Developed over the past month in Clermont-Ferrand, Oblique is the culmination of Nils Guadagnin, Samuel Levack & Jennifer Lewandowski and Kristian Smith’s participation in David Dale Gallery’s annual residency programme. Created in Partnership with Artistes en Residénce, this is the first year that David Dale Gallery have held the residency off-site, and the first time accommodating more than one artist on the programme.
The artists, each negotiating a relationship with ritual and signs, have produced new work across installation, painting, photography, video, performance and collage during their time in France. Working without a brief, the methods and outcome vary widely yet can be understood through this common frame – whether it’s perceived to be inherited or imposed.

 

Nils Guadagnin lives and works in Paris, France. Guadagnin graduated with an MA in Fine Art from Glasgow School of Art in 2012. Recent exhibitions include: Intervention / Exposition, Château de Oiron, Oiron, France, 2013; And no birds sing, Espace d’Art Contemporain, La Rochelle, France, 2012; Don’t leave me this way, Kunstquartier Bethanien, Berlin, Germany, 2012; My Ruin, MyMonkey Gallery, Nancy, France, 2011 and The Wonders of the Invisible World, Northern Gallery for Contemporary Art, Sunderland, 2011.
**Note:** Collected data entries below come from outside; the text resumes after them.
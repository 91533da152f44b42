use thiserror::Error;

use crate::transaction::{Amount, TransactionRecord};

pub type AccountId = u32;

#[derive(Debug, Default, Clone, Copy, PartialEq, Eq)]
pub enum LockState {
    #[default]
    Unlocked,
    Locked,
}

#[derive(Debug, Error, PartialEq, Eq)]
pub enum AccountError {
    #[error("Account {id} is already locked")]
    AlreadyLocked { id: AccountId },
    #[error("Account {id} is not locked")]
    NotLocked { id: AccountId },
    #[error("Applying {diff} to account {id} would overflow its balance")]
    BalanceOverflow { id: AccountId, diff: Amount },
}

#[derive(Debug)]
pub struct Account {
    id: AccountId,
    balance: Amount,
    lock: LockState,
    history: Vec<TransactionRecord>,
}

impl Account {
    pub fn new(id: AccountId, balance: Amount) -> Self {
        Self {
            id,
            balance,
            lock: LockState::Unlocked,
            history: Vec::new(),
        }
    }

    pub fn id(&self) -> AccountId {
        self.id
    }

    pub fn balance(&self) -> Amount {
        self.balance
    }

    pub fn is_locked(&self) -> bool {
        self.lock == LockState::Locked
    }

    fn checked_balance(&self, diff: Amount) -> Result<Amount, AccountError> {
        self.balance
            .checked_add(diff)
            .ok_or(AccountError::BalanceOverflow { id: self.id, diff })
    }

    /// Adjusts the balance without leaving a trace in the history.
    /// Lock state is not consulted.
    pub fn change_balance(&mut self, diff: Amount) -> Result<(), AccountError> {
        self.balance = self.checked_balance(diff)?;
        Ok(())
    }

    /// Appends `record` to the history and applies its amount.
    /// Nothing is recorded if the balance would overflow.
    ///
    /// Callers are expected to hold the lock while recording, but this is
    /// not checked here.
    pub fn add_transaction(&mut self, record: TransactionRecord) -> Result<(), AccountError> {
        self.balance = self.checked_balance(record.amount())?;
        self.history.push(record);
        Ok(())
    }

    pub fn lock(&mut self) -> Result<(), AccountError> {
        match self.lock {
            LockState::Unlocked => {
                self.lock = LockState::Locked;
                Ok(())
            }
            LockState::Locked => Err(AccountError::AlreadyLocked { id: self.id }),
        }
    }

    pub fn unlock(&mut self) -> Result<(), AccountError> {
        match self.lock {
            LockState::Locked => {
                self.lock = LockState::Unlocked;
                Ok(())
            }
            LockState::Unlocked => Err(AccountError::NotLocked { id: self.id }),
        }
    }

    pub fn transaction_history(&self) -> &[TransactionRecord] {
        &self.history
    }
}
use std::collections::HashMap;

use tracing::debug;

use crate::{
    account::{Account, AccountId},
    command::{LedgerCommand, LedgerCommandKind},
    transaction::Amount,
    transfer::{Transfer, TransferError},
};

use super::{LedgerProcessError, LedgerProcessor};

#[derive(Default)]
pub struct InMemoryLedgerProcessor {
    pub accounts: HashMap<AccountId, Account>,
    pub transfer: Transfer,
}

impl InMemoryLedgerProcessor {
    pub fn with_transfer(transfer: Transfer) -> Self {
        Self {
            accounts: HashMap::new(),
            transfer,
        }
    }

    fn make_transfer(
        &mut self,
        from: AccountId,
        to: AccountId,
        sum: Amount,
    ) -> Result<(), LedgerProcessError> {
        if from == to {
            return Err(TransferError::SelfTransfer { id: from }.into());
        }
        // the source account was looked up while parsing the command
        let [Some(from_acc), Some(to_acc)] = self.accounts.get_disjoint_mut([&from, &to]) else {
            return Err(LedgerProcessError::UnknownCounterparty { id: to });
        };
        if self.transfer.make(from_acc, to_acc, sum)? {
            Ok(())
        } else {
            Err(LedgerProcessError::Declined { from, to, sum })
        }
    }
}

impl LedgerProcessor for InMemoryLedgerProcessor {
    fn process_command(
        &mut self,
        id: AccountId,
        kind: LedgerCommandKind,
        counterparty: Option<AccountId>,
        amount: Option<Amount>,
        description: Option<String>,
    ) -> Result<(), LedgerProcessError> {
        let cmd = LedgerCommand::parse_command(
            self.accounts.get(&id),
            id,
            kind,
            counterparty,
            amount,
            description,
        )?;
        debug!(?cmd, "processing command");
        match cmd {
            LedgerCommand::Open { id, balance } => {
                self.accounts.insert(id, Account::new(id, balance));
            }
            LedgerCommand::Record { id, record } => {
                // presence checked while parsing
                if let Some(acc) = self.accounts.get_mut(&id) {
                    acc.lock()?;
                    let recorded = acc.add_transaction(record);
                    acc.unlock()?;
                    recorded?;
                }
            }
            LedgerCommand::Adjust { id, diff } => {
                if let Some(acc) = self.accounts.get_mut(&id) {
                    acc.change_balance(diff)?;
                }
            }
            LedgerCommand::Transfer { from, to, sum } => self.make_transfer(from, to, sum)?,
        };
        Ok(())
    }
}

#[cfg(test)]
mod tests {
    use crate::{account::AccountError, command::LedgerCommandError};

    use super::*;

    fn open(processor: &mut InMemoryLedgerProcessor, id: AccountId, balance: Amount) {
        processor
            .process_command(id, LedgerCommandKind::Open, None, Some(balance), None)
            .unwrap();
    }

    #[test]
    fn process_some_commands() {
        let mut processor = InMemoryLedgerProcessor::default();
        open(&mut processor, 1, 1000);
        open(&mut processor, 2, 500);
        assert_eq!(processor.accounts.len(), 2);

        processor
            .process_command(
                1,
                LedgerCommandKind::Record,
                None,
                Some(-200),
                Some("rent".to_string()),
            )
            .unwrap();
        processor
            .process_command(2, LedgerCommandKind::Adjust, None, Some(50), None)
            .unwrap();
        processor
            .process_command(1, LedgerCommandKind::Transfer, Some(2), Some(300), None)
            .unwrap();

        let a1 = processor.accounts.get(&1).unwrap();
        assert_eq!(a1.balance(), 1000 - 200 - 301);
        assert_eq!(a1.transaction_history().len(), 2);
        assert!(!a1.is_locked());

        let a2 = processor.accounts.get(&2).unwrap();
        assert_eq!(a2.balance(), 500 + 50 + 300);
        assert_eq!(a2.transaction_history().len(), 1);

        let err = processor
            .process_command(1, LedgerCommandKind::Open, None, Some(10), None)
            .unwrap_err();
        assert!(matches!(
            err,
            LedgerProcessError::CommandErr(LedgerCommandError::DuplicateAccount { id: 1 })
        ));
    }

    #[test]
    fn declined_and_invalid_transfers() {
        let mut processor = InMemoryLedgerProcessor::with_transfer(Transfer::new(1));
        open(&mut processor, 1, 1000);
        open(&mut processor, 2, 500);

        let err = processor
            .process_command(1, LedgerCommandKind::Transfer, Some(2), Some(10000), None)
            .unwrap_err();
        assert!(matches!(
            err,
            LedgerProcessError::Declined {
                from: 1,
                to: 2,
                sum: 10000
            }
        ));
        assert_eq!(processor.accounts[&1].balance(), 1000);
        assert_eq!(processor.accounts[&2].balance(), 500);

        let err = processor
            .process_command(1, LedgerCommandKind::Transfer, Some(1), Some(500), None)
            .unwrap_err();
        assert!(matches!(
            err,
            LedgerProcessError::TransferErr(TransferError::SelfTransfer { id: 1 })
        ));

        let err = processor
            .process_command(1, LedgerCommandKind::Transfer, Some(2), Some(-5), None)
            .unwrap_err();
        assert!(matches!(
            err,
            LedgerProcessError::TransferErr(TransferError::NegativeSum { sum: -5 })
        ));

        let err = processor
            .process_command(1, LedgerCommandKind::Transfer, Some(9), Some(500), None)
            .unwrap_err();
        assert!(matches!(err, LedgerProcessError::UnknownCounterparty { id: 9 }));
        assert_eq!(processor.accounts[&1].balance(), 1000);
    }

    #[test]
    fn overflowing_commands_are_rejected() {
        let mut processor = InMemoryLedgerProcessor::default();
        open(&mut processor, 1, Amount::MAX);

        let err = processor
            .process_command(1, LedgerCommandKind::Adjust, None, Some(1), None)
            .unwrap_err();
        assert!(matches!(
            err,
            LedgerProcessError::AccountErr(AccountError::BalanceOverflow { id: 1, diff: 1 })
        ));

        let err = processor
            .process_command(
                1,
                LedgerCommandKind::Record,
                None,
                Some(7),
                Some("interest".to_string()),
            )
            .unwrap_err();
        assert!(matches!(
            err,
            LedgerProcessError::AccountErr(AccountError::BalanceOverflow { id: 1, diff: 7 })
        ));

        let acc = &processor.accounts[&1];
        assert_eq!(acc.balance(), Amount::MAX);
        assert!(acc.transaction_history().is_empty());
        // the failed record released its lock
        assert!(!acc.is_locked());
    }
}
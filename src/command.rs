use serde::Deserialize;
use thiserror::Error;

use crate::{
    account::{Account, AccountId},
    transaction::{Amount, TransactionRecord},
};

#[derive(Debug, Clone, Copy, Deserialize, PartialEq, Eq)]
#[serde(rename_all = "lowercase")]
pub enum LedgerCommandKind {
    Open,
    Record,
    Adjust,
    Transfer,
}

#[derive(Debug, Error, PartialEq, Eq)]
pub enum LedgerCommandError {
    #[error("Amount is required for {kind:?}")]
    AmountRequired { kind: LedgerCommandKind },
    #[error("Counterparty is required for {kind:?}")]
    CounterpartyRequired { kind: LedgerCommandKind },
    #[error("Account {id} must exist for {kind:?}")]
    ExistingAccountRequired {
        id: AccountId,
        kind: LedgerCommandKind,
    },
    #[error("Account {id} is already open")]
    DuplicateAccount { id: AccountId },
}

#[derive(Debug, Clone, PartialEq, Eq)]
pub enum LedgerCommand {
    Open {
        id: AccountId,
        balance: Amount,
    },
    Record {
        id: AccountId,
        record: TransactionRecord,
    },
    Adjust {
        id: AccountId,
        diff: Amount,
    },
    Transfer {
        from: AccountId,
        to: AccountId,
        sum: Amount,
    },
}

impl LedgerCommand {
    /// `account` is the current state of the account with id `id`, if any.
    pub fn parse_command(
        account: Option<&Account>,
        id: AccountId,
        kind: LedgerCommandKind,
        counterparty: Option<AccountId>,
        amount: Option<Amount>,
        description: Option<String>,
    ) -> Result<Self, LedgerCommandError> {
        let amount = amount.ok_or(LedgerCommandError::AmountRequired { kind });
        match kind {
            LedgerCommandKind::Open if account.is_some() => {
                Err(LedgerCommandError::DuplicateAccount { id })
            }
            LedgerCommandKind::Open => Ok(Self::Open {
                id,
                balance: amount?,
            }),
            _ if account.is_none() => {
                Err(LedgerCommandError::ExistingAccountRequired { id, kind })
            }
            LedgerCommandKind::Record => Ok(Self::Record {
                id,
                record: TransactionRecord::new(amount?, description.unwrap_or_default()),
            }),
            LedgerCommandKind::Adjust => Ok(Self::Adjust { id, diff: amount? }),
            LedgerCommandKind::Transfer => {
                let to = counterparty.ok_or(LedgerCommandError::CounterpartyRequired { kind })?;
                Ok(Self::Transfer {
                    from: id,
                    to,
                    sum: amount?,
                })
            }
        }
    }
}
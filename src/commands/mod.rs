pub mod init;
pub mod list;
pub mod serve;
pub mod task;

use crate::api::client::TaskClient;
use crate::libs::config::Config;
use crate::libs::error::TaskError;
use crate::libs::messages::Message;
use crate::msg_error_anyhow;
use anyhow::Result;
use clap::{Parser, Subcommand};

#[derive(Debug, Subcommand)]
enum Commands {
    #[command(about = "Write the effective configuration to disk")]
    Init,
    #[command(about = "Run the REST server")]
    Serve(serve::ServeArgs),
    #[command(about = "List tasks, optionally through a filter or project")]
    List(list::ListArgs),
    #[command(about = "List project names")]
    Projects,
    #[command(about = "Show one task")]
    Show(task::IdArgs),
    #[command(about = "Create task")]
    Add(task::AddArgs),
    #[command(about = "Replace the fields of a task")]
    Edit(task::EditArgs),
    #[command(about = "Mark a task as completed")]
    Complete(task::IdArgs),
    #[command(about = "Delete a task")]
    Delete(task::DeleteArgs),
}

#[derive(Debug, Parser)]
#[command(author, version, about, long_about = None)]
#[command(arg_required_else_help(true))]
pub struct Cli {
    #[command(subcommand)]
    command: Commands,
}

impl Cli {
    pub async fn menu() -> Result<()> {
        let cli = Self::parse();
        match cli.command {
            Commands::Init => init::cmd(),
            Commands::Serve(args) => serve::cmd(args).await,
            Commands::List(args) => list::cmd(args).await,
            Commands::Projects => list::projects().await,
            Commands::Show(args) => task::show(args).await,
            Commands::Add(args) => task::add(args).await,
            Commands::Edit(args) => task::edit(args).await,
            Commands::Complete(args) => task::complete(args).await,
            Commands::Delete(args) => task::delete(args).await,
        }
    }
}

/// Client store built from the loaded configuration.
pub(crate) fn client() -> Result<TaskClient> {
    let config = Config::load()?;
    TaskClient::new(&config.client).map_err(report)
}

/// Converts a client-side failure into the message shown to the user.
pub(crate) fn report(error: TaskError) -> anyhow::Error {
    match error {
        TaskError::NotFound(id) => msg_error_anyhow!(Message::TaskNotFound(id)),
        TaskError::Validation(ref fields) => {
            let details = fields.iter().map(|f| f.to_string()).collect::<Vec<_>>().join(", ");
            msg_error_anyhow!(Message::ValidationFailed(details))
        }
        TaskError::Network(reason) => msg_error_anyhow!(Message::NetworkError(reason)),
        other => msg_error_anyhow!(Message::RequestFailed(other.to_string())),
    }
}
use chrono::{DateTime, Utc};

/// Source of "now" for date-relative filters.
pub trait Clock: Send + Sync {
    fn now(&self) -> DateTime<Utc>;
}

#[derive(Debug, Clone, Copy, Default)]
pub struct SystemClock;

impl Clock for SystemClock {
    fn now(&self) -> DateTime<Utc> {
        Utc::now()
    }
}

/// Always reports the same instant. Used to pin `today`/`week` in tests.
#[derive(Debug, Clone, Copy)]
pub struct FixedClock(pub DateTime<Utc>);

impl Clock for FixedClock {
    fn now(&self) -> DateTime<Utc> {
        self.0
    }
}
use crate::libs::config::{Config, CONFIG_FILE_NAME};
use crate::libs::data_storage::DataStorage;
use crate::libs::messages::Message;
use crate::msg_success;
use anyhow::Result;

pub fn cmd() -> Result<()> {
    let config = Config::load()?;
    config.save()?;

    let path = DataStorage::new().get_path(CONFIG_FILE_NAME)?;
    msg_success!(Message::ConfigSaved(path.display().to_string()));

    Ok(())
}
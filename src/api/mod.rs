//! HTTP surface of tasklist: the REST server and the client store that talks
//! to it.
//!
//! ## Usage
//!
//! ```rust,no_run
//! use std::sync::Arc;
//! use tasklist::api::{client::TaskClient, server};
//! use tasklist::db::{db::Db, tasks::Tasks};
//! use tasklist::libs::{clock::SystemClock, config::ClientConfig};
//!
//! # async fn demo() -> anyhow::Result<()> {
//! let tasks = Tasks::new(Db::in_memory()?, Arc::new(SystemClock));
//! let handle = server::start("127.0.0.1:0", tasks).await?;
//!
//! let client = TaskClient::new(&ClientConfig {
//!     base_url: handle.base_url(),
//!     ..ClientConfig::default()
//! })?;
//! client.fetch_tasks().await?;
//! # Ok(())
//! # }
//! ```

pub mod client;
pub mod server;
pub mod validation;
Samuel Levack and Jennifer Lewandowski live and work in London, UK. Levack and Lewandowksi both graduated with a BA from the University of Brighton. Recent exhibitions include: Échange Écossais, Embassy, Edinburgh, 2013; Chimera Q.T.E, Cell Project Space, London, 2013; Danse-moi vers la fin de l’amour, French Riviera, London, 2012; Les Urbaines, Lausanne, Switzerland, 2012 and E-Vapor-8, 319 Scholes, New York, USA, 2012. Recent performances as Das Hund include: Birds2013, St. Georges Church Bloomsbury, Zabludowicz Collection, London, 2013; Das Hund – Normal Love, Cell Project Space, London, 2013 and Exposition Experimental, PAMI, South London Gallery.

Kristian Smith lives and works in Edinburgh, UK. Smith graduated from Edinburgh College of Art in 2011. Recent exhibitions include: The Founding Phant, Ormston House, Limerick, Ireland, 2013; Anonyme Zeichner, Kunstverein Tiergarten, Berlin, Germany, 2013; ExperiMental, Catalyst Arts, Belfast, 2012; Undertow, The Lab, Dublin, Ireland, 2012; Drawn Together, Siena Art Institute, Siena, Italy, 2011 and Elephants, The Royal Standard, Liverpool, 2011.